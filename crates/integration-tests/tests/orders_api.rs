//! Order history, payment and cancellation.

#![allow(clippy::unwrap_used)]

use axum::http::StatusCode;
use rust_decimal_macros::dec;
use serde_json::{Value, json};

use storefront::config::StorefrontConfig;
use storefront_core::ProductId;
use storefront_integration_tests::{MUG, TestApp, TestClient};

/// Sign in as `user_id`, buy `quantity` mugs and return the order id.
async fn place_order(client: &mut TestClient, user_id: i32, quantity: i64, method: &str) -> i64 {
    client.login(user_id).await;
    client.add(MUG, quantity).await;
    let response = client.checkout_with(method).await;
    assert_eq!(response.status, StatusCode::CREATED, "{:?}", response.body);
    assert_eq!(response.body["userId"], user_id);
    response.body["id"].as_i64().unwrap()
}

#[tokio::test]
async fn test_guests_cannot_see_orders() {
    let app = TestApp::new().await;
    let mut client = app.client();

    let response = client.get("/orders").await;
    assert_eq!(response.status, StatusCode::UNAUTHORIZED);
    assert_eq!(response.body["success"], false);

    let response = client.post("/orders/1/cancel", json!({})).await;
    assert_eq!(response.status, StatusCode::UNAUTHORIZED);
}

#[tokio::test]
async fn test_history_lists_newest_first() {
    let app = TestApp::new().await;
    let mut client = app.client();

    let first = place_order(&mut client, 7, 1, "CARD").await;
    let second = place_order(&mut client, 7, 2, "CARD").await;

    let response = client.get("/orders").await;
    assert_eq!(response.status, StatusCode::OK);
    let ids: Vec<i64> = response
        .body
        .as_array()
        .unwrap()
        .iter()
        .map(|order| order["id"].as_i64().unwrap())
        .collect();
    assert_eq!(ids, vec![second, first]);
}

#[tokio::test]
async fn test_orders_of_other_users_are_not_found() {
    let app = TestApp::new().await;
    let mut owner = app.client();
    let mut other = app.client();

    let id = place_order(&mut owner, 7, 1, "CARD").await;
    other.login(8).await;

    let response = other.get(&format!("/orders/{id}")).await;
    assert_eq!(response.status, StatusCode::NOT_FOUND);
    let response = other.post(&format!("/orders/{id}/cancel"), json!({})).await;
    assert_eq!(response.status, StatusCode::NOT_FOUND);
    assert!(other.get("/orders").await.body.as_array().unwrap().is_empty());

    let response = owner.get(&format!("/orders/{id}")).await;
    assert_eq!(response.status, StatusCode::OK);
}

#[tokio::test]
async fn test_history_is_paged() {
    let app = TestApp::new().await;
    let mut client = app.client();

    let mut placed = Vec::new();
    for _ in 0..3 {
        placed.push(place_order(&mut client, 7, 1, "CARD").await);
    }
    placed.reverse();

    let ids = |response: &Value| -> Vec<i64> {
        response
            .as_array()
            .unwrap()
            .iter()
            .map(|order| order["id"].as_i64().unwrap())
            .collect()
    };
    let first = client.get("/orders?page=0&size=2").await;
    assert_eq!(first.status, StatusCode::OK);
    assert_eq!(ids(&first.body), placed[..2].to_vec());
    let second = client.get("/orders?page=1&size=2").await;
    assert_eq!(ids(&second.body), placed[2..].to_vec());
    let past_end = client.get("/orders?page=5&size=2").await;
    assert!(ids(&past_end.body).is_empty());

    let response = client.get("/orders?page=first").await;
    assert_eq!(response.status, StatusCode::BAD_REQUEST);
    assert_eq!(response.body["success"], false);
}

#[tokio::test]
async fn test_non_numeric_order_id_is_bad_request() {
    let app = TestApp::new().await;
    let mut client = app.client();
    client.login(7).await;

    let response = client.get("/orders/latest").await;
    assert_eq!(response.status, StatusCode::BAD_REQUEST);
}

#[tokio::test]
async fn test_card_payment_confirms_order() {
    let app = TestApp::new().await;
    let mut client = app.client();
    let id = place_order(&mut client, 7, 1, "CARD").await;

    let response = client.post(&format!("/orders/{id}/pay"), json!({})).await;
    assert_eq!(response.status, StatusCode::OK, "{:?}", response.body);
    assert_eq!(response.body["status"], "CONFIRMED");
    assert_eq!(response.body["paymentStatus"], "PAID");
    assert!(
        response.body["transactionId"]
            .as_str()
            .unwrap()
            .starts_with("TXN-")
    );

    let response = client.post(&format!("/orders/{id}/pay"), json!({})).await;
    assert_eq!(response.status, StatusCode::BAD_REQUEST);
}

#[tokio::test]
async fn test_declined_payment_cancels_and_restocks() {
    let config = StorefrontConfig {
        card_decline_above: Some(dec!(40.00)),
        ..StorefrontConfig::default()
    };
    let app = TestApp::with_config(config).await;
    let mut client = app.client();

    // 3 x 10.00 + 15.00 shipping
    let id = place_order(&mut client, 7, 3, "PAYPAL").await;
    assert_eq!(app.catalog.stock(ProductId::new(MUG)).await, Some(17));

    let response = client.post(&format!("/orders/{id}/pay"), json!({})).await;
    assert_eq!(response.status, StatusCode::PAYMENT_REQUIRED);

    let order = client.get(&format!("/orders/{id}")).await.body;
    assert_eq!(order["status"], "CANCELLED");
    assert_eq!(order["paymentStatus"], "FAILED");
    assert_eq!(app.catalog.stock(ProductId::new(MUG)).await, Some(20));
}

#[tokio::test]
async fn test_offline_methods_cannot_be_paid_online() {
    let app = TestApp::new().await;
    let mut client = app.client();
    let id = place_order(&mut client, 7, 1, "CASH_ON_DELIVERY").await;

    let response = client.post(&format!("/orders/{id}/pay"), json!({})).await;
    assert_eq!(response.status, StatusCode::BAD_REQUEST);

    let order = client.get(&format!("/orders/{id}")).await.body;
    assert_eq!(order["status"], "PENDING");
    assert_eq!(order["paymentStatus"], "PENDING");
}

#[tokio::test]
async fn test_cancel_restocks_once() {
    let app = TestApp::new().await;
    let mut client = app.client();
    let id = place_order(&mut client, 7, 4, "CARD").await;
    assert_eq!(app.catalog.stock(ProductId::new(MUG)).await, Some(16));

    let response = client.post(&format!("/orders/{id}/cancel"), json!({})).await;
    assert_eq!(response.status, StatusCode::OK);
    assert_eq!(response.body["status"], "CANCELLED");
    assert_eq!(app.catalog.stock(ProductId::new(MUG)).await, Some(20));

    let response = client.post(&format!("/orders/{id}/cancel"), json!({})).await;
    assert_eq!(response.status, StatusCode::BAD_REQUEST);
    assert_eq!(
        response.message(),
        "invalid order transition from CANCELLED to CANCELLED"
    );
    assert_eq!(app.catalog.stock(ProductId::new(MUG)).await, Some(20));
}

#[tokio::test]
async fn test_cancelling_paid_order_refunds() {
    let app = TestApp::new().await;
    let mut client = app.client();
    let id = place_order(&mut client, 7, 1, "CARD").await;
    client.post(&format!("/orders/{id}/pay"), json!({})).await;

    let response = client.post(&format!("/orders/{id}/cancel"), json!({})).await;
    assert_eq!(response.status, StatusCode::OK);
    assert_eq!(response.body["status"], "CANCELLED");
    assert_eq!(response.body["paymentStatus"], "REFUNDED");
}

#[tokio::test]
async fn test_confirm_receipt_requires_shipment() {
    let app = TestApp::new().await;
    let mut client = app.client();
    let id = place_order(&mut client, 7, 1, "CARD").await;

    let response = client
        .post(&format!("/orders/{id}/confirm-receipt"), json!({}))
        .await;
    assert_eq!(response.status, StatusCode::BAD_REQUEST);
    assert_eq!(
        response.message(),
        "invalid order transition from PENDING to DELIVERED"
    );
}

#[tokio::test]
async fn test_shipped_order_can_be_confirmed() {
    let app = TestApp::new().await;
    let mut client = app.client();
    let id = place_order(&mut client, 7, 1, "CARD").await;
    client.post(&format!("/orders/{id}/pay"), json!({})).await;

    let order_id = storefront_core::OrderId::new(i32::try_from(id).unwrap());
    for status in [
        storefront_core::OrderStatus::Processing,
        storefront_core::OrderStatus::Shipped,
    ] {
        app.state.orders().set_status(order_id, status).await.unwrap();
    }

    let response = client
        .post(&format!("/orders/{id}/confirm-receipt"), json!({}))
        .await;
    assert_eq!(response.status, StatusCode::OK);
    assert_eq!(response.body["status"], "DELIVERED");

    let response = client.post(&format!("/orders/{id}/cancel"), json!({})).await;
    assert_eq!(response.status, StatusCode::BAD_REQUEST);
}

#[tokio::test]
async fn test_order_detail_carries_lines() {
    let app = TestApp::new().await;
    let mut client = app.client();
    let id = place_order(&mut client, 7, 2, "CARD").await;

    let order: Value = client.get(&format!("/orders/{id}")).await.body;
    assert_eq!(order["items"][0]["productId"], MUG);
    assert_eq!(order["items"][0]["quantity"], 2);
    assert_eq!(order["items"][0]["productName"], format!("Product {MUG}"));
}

• • • •

▶ **WHAT YOU WILL DO**
From the records, copy every line that has the string "CANCELLED" in it.

▶ **ANSWER BOX**
    assert_eq!(order["status"], "CANCELLED");
    assert_eq!(response.body["status"], "CANCELLED");
        "invalid order transition from CANCELLED to CANCELLED"
    assert_eq!(response.body["status"], "CANCELLED");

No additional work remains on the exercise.